The naira recorded its first annual appreciation in 13 years, buoyed by sweeping foreign exchange reforms from the Central Bank of Nigeria that helped stabilise the currency and narrow the gap between official and parallel market rates, according to a new report by investment firm Comercio Partners.
In its economic outlook titled Policy Shock to Structural Reset: Charting a Sustainable Economic Path, the firm said the naira strengthened by about 6.87 per cent against the United States dollar in 2025, reversing more than a decade of chronic depreciation driven by structural weaknesses and policy distortions.
The currency opened the year at roughly N1,541 to the dollar in the official market and closed around N1,435, a performance Comercio attributes to deliberate CBN actions aimed at deepening market transparency and liquidity.
Key among these was the launch of the Nigerian Foreign Exchange Code, which adapts global best practices to local conditions, and the introduction of an Electronic Foreign Exchange Matching System to improve price discovery and reduce opportunities for manipulation in interbank trading.
These measures, the report noted, helped rebuild confidence, boosted foreign-exchange liquidity and supported an 11 per cent rise in external reserves, providing a stronger buffer against external shocks. Capital inflows surged to nearly $21bn in the first ten months of 2025, a 70 per cent jump from the previous year, driven by higher remittances, portfolio investments and oil-related earnings, while growing domestic refining capacity eased import pressures.
Comercio Partners said the reforms also reshaped Nigeria’s inflation dynamics. A rebasing of the Consumer Price Index by the National Bureau of Statistics reset the inflation series, cutting headline inflation on the new base to 24.48 per cent from 34.8 per cent on the old methodology, and reducing apparent volatility, particularly in food prices.
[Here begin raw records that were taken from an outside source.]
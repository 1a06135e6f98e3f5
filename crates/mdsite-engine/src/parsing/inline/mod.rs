//! # Inline Parsing
//!
//! Regex-driven splitting of a leaf's raw text into typed spans.
//!
//! ## Architecture
//!
//! Tokenizing starts from a single plain span and runs five passes in a
//! fixed order: bold, italic, inline code, image, link. Each pass only looks
//! at spans that are still plain. Its pattern has a greedy prefix, so on each
//! line the last construct matches first; the prefix is then searched again
//! until nothing is left, while the suffix stays plain. A stray `*` earlier
//! on the line therefore never pairs with a real delimiter after it. Spans produced by an
//! earlier pass are never rescanned, so markup inside `**...**` stays literal.
//!
//! ## Modules
//!
//! - **`types`**: `TypedSpan` and `SpanKind`, plus the HTML form of a span
//! - **`kinds`**: Delimiters and patterns owned by each inline construct
//! - **`tokenizer`**: `InlineTokenizer` and the process-wide `tokenize()`
//!
//! ## Pass Order
//!
//! Bold precedes italic because both use `*`. Image precedes link because
//! `![alt](url)` contains a link-shaped `[alt](url)`.

pub mod kinds;
pub mod tokenizer;
pub mod types;

pub use tokenizer::{InlineTokenizer, PatternError, default_tokenizer, render_inline, tokenize};
pub use types::{SpanKind, TypedSpan};
/// ATX heading type with owned marker constant.
///
/// A heading block starts with one or more `#` followed by a single space.
/// The number of `#` is the level; levels above 6 are not rejected here.
pub struct Heading;

impl Heading {
    pub const MARKER: char = '#';

    /// `h<level>`, unclamped.
    pub fn tag(level: usize) -> String {
        format!("h{level}")
    }

    /// Returns the heading level if `chunk` opens with `#+ `.
    pub fn level(chunk: &str) -> Option<usize> {
        let hashes = chunk.chars().take_while(|&c| c == Self::MARKER).count();
        if hashes > 0 && chunk[hashes..].starts_with(' ') {
            Some(hashes)
        } else {
            None
        }
    }

    /// Text after the marker and its following space.
    pub fn content(chunk: &str) -> &str {
        match Self::level(chunk) {
            Some(level) => &chunk[level + 1..],
            None => chunk,
        }
    }
}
With FX market unification and improved liquidity curbing speculative attacks on the naira, imported inflation moderated, limiting the frequency of price adjustments across the economy.
Looking ahead, the firm projects headline inflation in the first half of 2026 to remain on a disinflationary path, with a base-case forecast of 14 to 16 per cent, assuming policy continuity, gradual monetary easing and a broadly stable FX market. It warns, however, that policy slippage or renewed FX stress could push inflation back into the 18 to 22 per cent range.
Despite a more optimistic macroeconomic backdrop and expectations of GDP growth of 4.0 to 4.5 per cent in the pre-election year, Comercio cautions that Nigeria’s high debt service burden, estimated at about 45 per cent of projected 2026 revenues, remains a major constraint on fiscal space and long-term development.